History of Egypt, Chaldæa, Syria, Babylonia, and Assyria, Volume 4 (of 12) eBook

Gaston Maspero
This eBook from the Gutenberg Project consists of approximately 344 pages of information about History of Egypt, Chaldæa, Syria, Babylonia, and Assyria, Volume 4 (of 12).

History of Egypt, Chaldæa, Syria, Babylonia, and Assyria, Volume 4 (of 12) eBook

Gaston Maspero
This eBook from the Gutenberg Project consists of approximately 344 pages of information about History of Egypt, Chaldæa, Syria, Babylonia, and Assyria, Volume 4 (of 12).
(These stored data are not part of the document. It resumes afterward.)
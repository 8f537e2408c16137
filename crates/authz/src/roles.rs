//! Role model and the pure role computation.
//!
//! [`compute_roles`] is deliberately a pure function of its inputs — the
//! caller supplies "now", the persisted grants, class relationships and
//! today's timetable — so every branch is unit-testable without a cache or
//! a store. The cached, store-backed entry point is
//! [`RoleService`](crate::service::RoleService).

use std::time::Duration;

use chrono::NaiveTime;
use rollbook_storage::{ClassId, UserId};
use serde::{Deserialize, Serialize};

/// Broad account categories, as carried by the request layer.
#[derive(Copy, Clone, Debug, PartialEq, Eq, Serialize, Deserialize)]
#[serde(rename_all = "lowercase")]
pub enum UserKind {
    /// A pupil account.
    Pupil,
    /// A parent account (no class-scoped roles of its own).
    Parent,
    /// A teacher account.
    Teacher,
    /// A school administration account.
    Administration,
}

/// Class-scoped role kinds.
#[derive(Copy, Clone, Debug, PartialEq, Eq, Hash, Serialize, Deserialize)]
#[serde(rename_all = "snake_case")]
pub enum RoleKind {
    /// Owns the class: full read/write over its attendance.
    ClassTeacher,
    /// Explicitly delegated data-entry rights for a class.
    DataDelegate,
    /// Teaching the class right now; expires at the end of the lesson.
    LessonTeacher,
    /// Member of the class.
    Pupil,
}

impl RoleKind {
    /// Stable lowercase tag used inside storage keys.
    #[must_use]
    pub fn storage_tag(&self) -> &'static str {
        match self {
            Self::ClassTeacher => "class_teacher",
            Self::DataDelegate => "data_delegate",
            Self::LessonTeacher => "lesson_teacher",
            Self::Pupil => "pupil",
        }
    }
}

/// A persisted, explicitly granted role.
#[derive(Copy, Clone, Debug, PartialEq, Eq, Serialize, Deserialize)]
pub struct RoleGrant {
    /// Granted role kind.
    pub kind: RoleKind,
    /// Class the grant is scoped to.
    pub class: ClassId,
}

/// A computed role: grant-derived or implicit, possibly time-bounded.
#[derive(Clone, Debug, PartialEq, Eq)]
pub struct RoleAssignment {
    /// Role kind.
    pub kind: RoleKind,
    /// Class the role is scoped to.
    pub class: ClassId,
    /// Time until the role naturally expires (lesson-teacher roles only).
    pub expire_in: Option<Duration>,
}

/// One slot of a teacher's timetable for the current day.
#[derive(Clone, Debug, PartialEq, Eq, Serialize, Deserialize)]
pub struct LessonSlot {
    /// Position of the lesson in the day (1-based).
    pub place: u8,
    /// Class being taught.
    pub class: ClassId,
    /// Lesson start (inclusive).
    pub starts: NaiveTime,
    /// Lesson end (exclusive).
    pub ends: NaiveTime,
}

impl LessonSlot {
    fn contains(&self, now: NaiveTime) -> bool {
        self.starts <= now && now < self.ends
    }
}

/// Computes the full role list for a user at a given wall-clock time.
///
/// Combines:
///
/// 1. persisted `grants`, verbatim, with no expiry;
/// 2. an implicit [`RoleKind::Pupil`] role from `pupil_class` when the user is a pupil;
/// 3. for teachers and administration: an implicit [`RoleKind::ClassTeacher`] role over
///    `own_class`, and a [`RoleKind::LessonTeacher`] role for the lesson whose interval contains
///    `now` (`start <= now < end`), expiring when that lesson ends.
///
/// When several of today's lessons overlap `now`, the first match in
/// timetable order wins. Overlaps should not occur in a well-formed
/// timetable; the tie-break is deliberate and pinned by a test so a
/// refactor cannot silently change which class wins.
#[must_use]
pub fn compute_roles(
    user_kind: UserKind,
    now: NaiveTime,
    grants: &[RoleGrant],
    pupil_class: Option<ClassId>,
    own_class: Option<ClassId>,
    todays_lessons: &[LessonSlot],
) -> Vec<RoleAssignment> {
    let mut roles: Vec<RoleAssignment> = grants
        .iter()
        .map(|g| RoleAssignment { kind: g.kind, class: g.class, expire_in: None })
        .collect();

    if user_kind == UserKind::Pupil
        && let Some(class) = pupil_class
    {
        roles.push(RoleAssignment { kind: RoleKind::Pupil, class, expire_in: None });
    }

    if matches!(user_kind, UserKind::Teacher | UserKind::Administration) {
        if let Some(class) = own_class {
            roles.push(RoleAssignment { kind: RoleKind::ClassTeacher, class, expire_in: None });
        }
        if let Some(lesson) = todays_lessons.iter().find(|l| l.contains(now)) {
            let remaining = (lesson.ends - now).to_std().unwrap_or(Duration::ZERO);
            roles.push(RoleAssignment {
                kind: RoleKind::LessonTeacher,
                class: lesson.class,
                expire_in: Some(remaining),
            });
        }
    }

    roles
}

#[cfg(test)]
#[allow(clippy::unwrap_used)]
mod tests {
    use super::*;

    fn t(h: u32, m: u32) -> NaiveTime {
        NaiveTime::from_hms_opt(h, m, 0).unwrap()
    }

    fn lesson(place: u8, class: i64, start: (u32, u32), end: (u32, u32)) -> LessonSlot {
        LessonSlot {
            place,
            class: ClassId(class),
            starts: t(start.0, start.1),
            ends: t(end.0, end.1),
        }
    }

    #[test]
    fn pupil_gets_implicit_membership_role() {
        let roles =
            compute_roles(UserKind::Pupil, t(10, 0), &[], Some(ClassId(10)), None, &[]);
        assert_eq!(roles.len(), 1);
        assert_eq!(roles[0].kind, RoleKind::Pupil);
        assert_eq!(roles[0].class, ClassId(10));
        assert_eq!(roles[0].expire_in, None);
    }

    #[test]
    fn teacher_in_lesson_gets_bounded_role() {
        let lessons = [lesson(1, 10, (9, 0), (9, 45)), lesson(2, 11, (10, 0), (10, 45))];
        let roles =
            compute_roles(UserKind::Teacher, t(10, 30), &[], None, Some(ClassId(12)), &lessons);

        let class_teacher =
            roles.iter().find(|r| r.kind == RoleKind::ClassTeacher).expect("class teacher");
        assert_eq!(class_teacher.class, ClassId(12));

        let lesson_teacher =
            roles.iter().find(|r| r.kind == RoleKind::LessonTeacher).expect("lesson teacher");
        assert_eq!(lesson_teacher.class, ClassId(11));
        assert_eq!(lesson_teacher.expire_in, Some(Duration::from_secs(15 * 60)));
    }

    #[test]
    fn teacher_between_lessons_gets_no_lesson_role() {
        let lessons = [lesson(1, 10, (9, 0), (9, 45))];
        let roles = compute_roles(UserKind::Teacher, t(9, 50), &[], None, None, &lessons);
        assert!(roles.iter().all(|r| r.kind != RoleKind::LessonTeacher));
    }

    /// Lesson start is inclusive, lesson end exclusive.
    #[test]
    fn interval_boundaries() {
        let lessons = [lesson(1, 10, (9, 0), (9, 45))];
        let at_start = compute_roles(UserKind::Teacher, t(9, 0), &[], None, None, &lessons);
        assert!(at_start.iter().any(|r| r.kind == RoleKind::LessonTeacher));

        let at_end = compute_roles(UserKind::Teacher, t(9, 45), &[], None, None, &lessons);
        assert!(at_end.iter().all(|r| r.kind != RoleKind::LessonTeacher));
    }

    /// When timetable entries overlap, the first match in timetable order
    /// wins — every time. Pins the tie-break so a refactor can't silently
    /// change which class the role targets.
    #[test]
    fn overlapping_lessons_first_match_wins() {
        let lessons = [lesson(1, 10, (9, 0), (10, 0)), lesson(2, 11, (9, 30), (10, 30))];
        for _ in 0..10 {
            let roles = compute_roles(UserKind::Teacher, t(9, 45), &[], None, None, &lessons);
            let lesson_roles: Vec<_> =
                roles.iter().filter(|r| r.kind == RoleKind::LessonTeacher).collect();
            assert_eq!(lesson_roles.len(), 1);
            assert_eq!(lesson_roles[0].class, ClassId(10));
        }
    }

    #[test]
    fn grants_carry_through_for_any_user_kind() {
        let grants = [RoleGrant { kind: RoleKind::DataDelegate, class: ClassId(10) }];
        let roles = compute_roles(UserKind::Parent, t(12, 0), &grants, None, None, &[]);
        assert_eq!(roles.len(), 1);
        assert_eq!(roles[0].kind, RoleKind::DataDelegate);
    }

    /// Parents and pupils never receive teacher-derived roles, even with a
    /// timetable present.
    #[test]
    fn non_teachers_skip_timetable() {
        let lessons = [lesson(1, 10, (9, 0), (10, 0))];
        let roles = compute_roles(UserKind::Pupil, t(9, 30), &[], Some(ClassId(10)), None, &lessons);
        assert!(roles.iter().all(|r| r.kind != RoleKind::LessonTeacher));
    }
}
Beyond this, on the outskirts, extended gardens and fields, finding at length their limit at the territorial boundaries of two other towns, Kutha and Borsippa, whose black outlines are visible to the east and south-west respectively, standing isolated above the plain.  Sippara on the north, Nippur on the south, and the mysterious Agade, completed the circle of sovereign states which so closely hemmed in the city of Bel.  We may surmise with all probability that the history of Babylon in early times resembled in the main that of the Egyptian Thebes.  It was a small seigneury in the hands of petty princes ceaselessly at war with petty neighbours:  bloody struggles, with alternating successes and reverses, were carried on for centuries with no decisive results, until the day came when some more energetic or fortunate dynasty at length crushed its rivals, and united under one rule first all the kingdoms of Northern and finally those of Southern Chaldaea.
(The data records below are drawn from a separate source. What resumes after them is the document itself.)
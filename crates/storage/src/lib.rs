//! Shared storage backend abstraction for Rollbook services.
//!
//! This crate provides the [`StorageBackend`] trait and related types that
//! form the foundation for all durable state in Rollbook: absence records,
//! class-day markers, access tokens, upstream credentials and role grants.
//!
//! # Architecture
//!
//! ```text
//! ┌─────────────────────────────────────────────────────────────┐
//! │                  Domain Layer                               │
//! │  ReconciliationEngine │ TokenService │ CredentialSweeper    │
//! ├─────────────────────────────────────────────────────────────┤
//! │                  Repository Layer                           │
//! │  AbsenceStore │ TokenStore │ CredentialStore │ etc.         │
//! │        (serialization, key encoding, indexing)              │
//! ├─────────────────────────────────────────────────────────────┤
//! │                  rollbook-storage                           │
//! │               StorageBackend trait                          │
//! │     (get, set, delete, get_prefix, CAS, transaction)        │
//! ├─────────────────────────────────────────────────────────────┤
//! │                  MemoryBackend                              │
//! └─────────────────────────────────────────────────────────────┘
//! ```
//!
//! # Quick Start
//!
//! ```
//! use rollbook_storage::{MemoryBackend, StorageBackend, Transaction as _};
//!
//! # tokio::runtime::Builder::new_current_thread().enable_all().build().unwrap().block_on(async {
//! let backend = MemoryBackend::new();
//!
//! backend.set(b"class/0010".to_vec(), b"{\"title\":\"5A\"}".to_vec()).await?;
//! let value = backend.get(b"class/0010").await?;
//! assert!(value.is_some());
//!
//! // Atomic multi-key operations
//! let mut txn = backend.transaction().await?;
//! txn.set(b"absence/0010/2024-03-04/0007".to_vec(), b"{}".to_vec());
//! txn.delete(b"marker/0010/2024-03-04".to_vec());
//! txn.commit().await?;
//! # Ok::<(), rollbook_storage::StorageError>(())
//! # });
//! ```
//!
//! # Error Handling
//!
//! All operations return [`StorageResult<T>`], which wraps potential
//! [`StorageError`] variants. Backends should map their internal errors
//! to these standardized error types.
//!
//! # Feature Flags
//!
//! - **`testutil`**: Enables the `testutil` module with shared test helpers. Enable this in
//!   `[dev-dependencies]` for integration tests.

pub mod backend;
pub mod codec;
pub mod error;
pub mod memory;
#[cfg(any(test, feature = "testutil"))]
#[allow(clippy::expect_used)]
pub mod testutil;
pub mod transaction;
pub mod types;

// Re-export primary types at crate root for convenience
pub use backend::StorageBackend;
pub use error::{BoxError, ConfigError, StorageError, StorageResult};
pub use memory::MemoryBackend;
pub use transaction::Transaction;
pub use types::{ClassId, KeyValue, PupilId, SchoolDay, UserId};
The lords of Babylon had, ordinarily, a twofold function, religious and military, the priest at first taking precedence of the soldier, but gradually yielding to the latter as the town increased in power.  They were merely the priestly representatives or administrators of Babel—­shakannaku Babili—­and their authority was not considered legitimate until officially confirmed by the god.  Each ruler was obliged to go in state to the temple of Bel Merodach within a year of his accession:  there he had to take the hands of the divine statue, just as a vassal would do homage to his liege, and those only of the native sovereigns or the foreign conquerors could legally call themselves Kings of Babylon—­sharru Babili—­who had not only performed this rite, but renewed it annually.*

* The meaning of the ceremony in which the kings of Babylon “took the hands of Bel” has been given by Winckler; Tiele compares it very aptly with the rite performed by the Egyptian kings—­at Heliopolis, for example, when they entered alone the sanctuary of Ra, and there contemplated the god face to face.  The rite was probably repeated annually, at the time of the Zakmuku, that is, the New Year festival.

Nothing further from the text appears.